┌─ Recorded data
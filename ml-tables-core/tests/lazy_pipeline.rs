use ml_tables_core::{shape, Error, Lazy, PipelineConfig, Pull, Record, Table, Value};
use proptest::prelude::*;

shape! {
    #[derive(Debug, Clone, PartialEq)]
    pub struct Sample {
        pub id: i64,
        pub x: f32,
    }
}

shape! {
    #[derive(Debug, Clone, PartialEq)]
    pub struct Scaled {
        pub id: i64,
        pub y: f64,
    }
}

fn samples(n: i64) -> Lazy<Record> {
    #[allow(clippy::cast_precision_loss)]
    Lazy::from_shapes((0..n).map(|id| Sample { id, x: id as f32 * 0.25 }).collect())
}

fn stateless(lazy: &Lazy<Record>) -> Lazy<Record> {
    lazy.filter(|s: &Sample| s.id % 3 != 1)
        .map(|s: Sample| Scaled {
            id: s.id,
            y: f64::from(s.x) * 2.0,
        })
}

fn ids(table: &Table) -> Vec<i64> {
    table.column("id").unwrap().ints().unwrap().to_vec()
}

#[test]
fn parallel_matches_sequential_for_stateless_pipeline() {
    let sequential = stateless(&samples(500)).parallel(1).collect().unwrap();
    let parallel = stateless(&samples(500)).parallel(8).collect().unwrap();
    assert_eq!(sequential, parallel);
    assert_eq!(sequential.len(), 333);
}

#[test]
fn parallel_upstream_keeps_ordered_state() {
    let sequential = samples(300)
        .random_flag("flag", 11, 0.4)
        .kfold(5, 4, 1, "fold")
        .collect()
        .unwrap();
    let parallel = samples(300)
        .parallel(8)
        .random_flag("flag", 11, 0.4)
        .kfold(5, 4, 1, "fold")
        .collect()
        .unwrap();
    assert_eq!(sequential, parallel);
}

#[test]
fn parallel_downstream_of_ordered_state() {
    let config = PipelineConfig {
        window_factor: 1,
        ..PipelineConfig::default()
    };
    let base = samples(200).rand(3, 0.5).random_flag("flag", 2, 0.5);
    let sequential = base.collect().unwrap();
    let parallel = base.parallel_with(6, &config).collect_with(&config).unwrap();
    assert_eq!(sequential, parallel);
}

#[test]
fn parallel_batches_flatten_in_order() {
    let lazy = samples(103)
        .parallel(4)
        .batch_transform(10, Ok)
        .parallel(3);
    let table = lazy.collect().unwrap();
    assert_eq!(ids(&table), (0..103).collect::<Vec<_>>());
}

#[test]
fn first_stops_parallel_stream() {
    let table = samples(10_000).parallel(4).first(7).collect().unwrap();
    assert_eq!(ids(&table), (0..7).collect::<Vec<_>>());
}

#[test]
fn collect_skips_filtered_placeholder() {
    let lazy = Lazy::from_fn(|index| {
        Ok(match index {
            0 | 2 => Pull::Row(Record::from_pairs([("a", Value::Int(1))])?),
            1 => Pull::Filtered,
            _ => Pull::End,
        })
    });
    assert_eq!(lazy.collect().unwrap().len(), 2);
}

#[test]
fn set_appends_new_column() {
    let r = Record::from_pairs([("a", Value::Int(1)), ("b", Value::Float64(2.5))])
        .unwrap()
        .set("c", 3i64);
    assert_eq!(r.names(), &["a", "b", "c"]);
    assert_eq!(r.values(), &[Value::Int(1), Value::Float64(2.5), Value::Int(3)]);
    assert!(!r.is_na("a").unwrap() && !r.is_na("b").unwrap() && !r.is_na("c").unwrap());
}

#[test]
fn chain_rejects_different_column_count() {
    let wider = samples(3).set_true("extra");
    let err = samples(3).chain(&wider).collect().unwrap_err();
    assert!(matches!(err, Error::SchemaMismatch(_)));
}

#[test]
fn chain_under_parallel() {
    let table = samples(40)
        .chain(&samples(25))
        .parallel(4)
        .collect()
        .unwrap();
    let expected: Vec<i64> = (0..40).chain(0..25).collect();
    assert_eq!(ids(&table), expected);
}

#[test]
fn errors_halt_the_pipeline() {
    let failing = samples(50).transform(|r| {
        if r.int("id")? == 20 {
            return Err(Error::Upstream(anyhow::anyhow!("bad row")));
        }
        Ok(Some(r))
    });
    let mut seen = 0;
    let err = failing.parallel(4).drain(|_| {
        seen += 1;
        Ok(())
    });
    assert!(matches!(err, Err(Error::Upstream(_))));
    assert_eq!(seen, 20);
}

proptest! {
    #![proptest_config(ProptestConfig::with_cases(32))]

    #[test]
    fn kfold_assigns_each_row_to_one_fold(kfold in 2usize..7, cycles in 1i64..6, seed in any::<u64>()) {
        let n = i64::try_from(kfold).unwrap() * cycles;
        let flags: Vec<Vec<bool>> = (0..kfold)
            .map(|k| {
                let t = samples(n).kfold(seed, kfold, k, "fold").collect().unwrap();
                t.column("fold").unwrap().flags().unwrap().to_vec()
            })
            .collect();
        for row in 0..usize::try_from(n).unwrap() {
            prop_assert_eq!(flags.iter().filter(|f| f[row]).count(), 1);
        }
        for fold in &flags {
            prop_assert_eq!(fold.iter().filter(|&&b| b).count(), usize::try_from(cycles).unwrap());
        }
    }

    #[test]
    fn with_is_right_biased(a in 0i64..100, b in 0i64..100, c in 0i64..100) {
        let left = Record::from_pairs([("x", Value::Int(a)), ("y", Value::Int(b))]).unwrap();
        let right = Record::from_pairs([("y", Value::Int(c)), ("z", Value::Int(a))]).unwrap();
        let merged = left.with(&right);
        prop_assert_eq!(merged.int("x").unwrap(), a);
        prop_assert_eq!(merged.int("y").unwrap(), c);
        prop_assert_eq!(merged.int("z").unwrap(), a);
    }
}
└─
┌─ Recorded data
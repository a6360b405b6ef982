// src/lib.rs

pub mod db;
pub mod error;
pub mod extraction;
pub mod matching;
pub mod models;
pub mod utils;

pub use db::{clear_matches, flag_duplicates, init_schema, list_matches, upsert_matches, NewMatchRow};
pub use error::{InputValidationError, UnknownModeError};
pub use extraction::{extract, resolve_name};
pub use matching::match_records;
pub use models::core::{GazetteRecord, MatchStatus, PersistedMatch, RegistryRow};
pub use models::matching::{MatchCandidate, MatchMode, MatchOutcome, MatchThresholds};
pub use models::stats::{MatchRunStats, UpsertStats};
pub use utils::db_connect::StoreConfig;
└─
Only the lines of the data holding the string "PipelineConfig" are wanted; copy each of them.

◆ **Result**
use ml_tables_core::{shape, Error, Lazy, PipelineConfig, Pull, Record, Table, Value};
    let config = PipelineConfig {
        ..PipelineConfig::default()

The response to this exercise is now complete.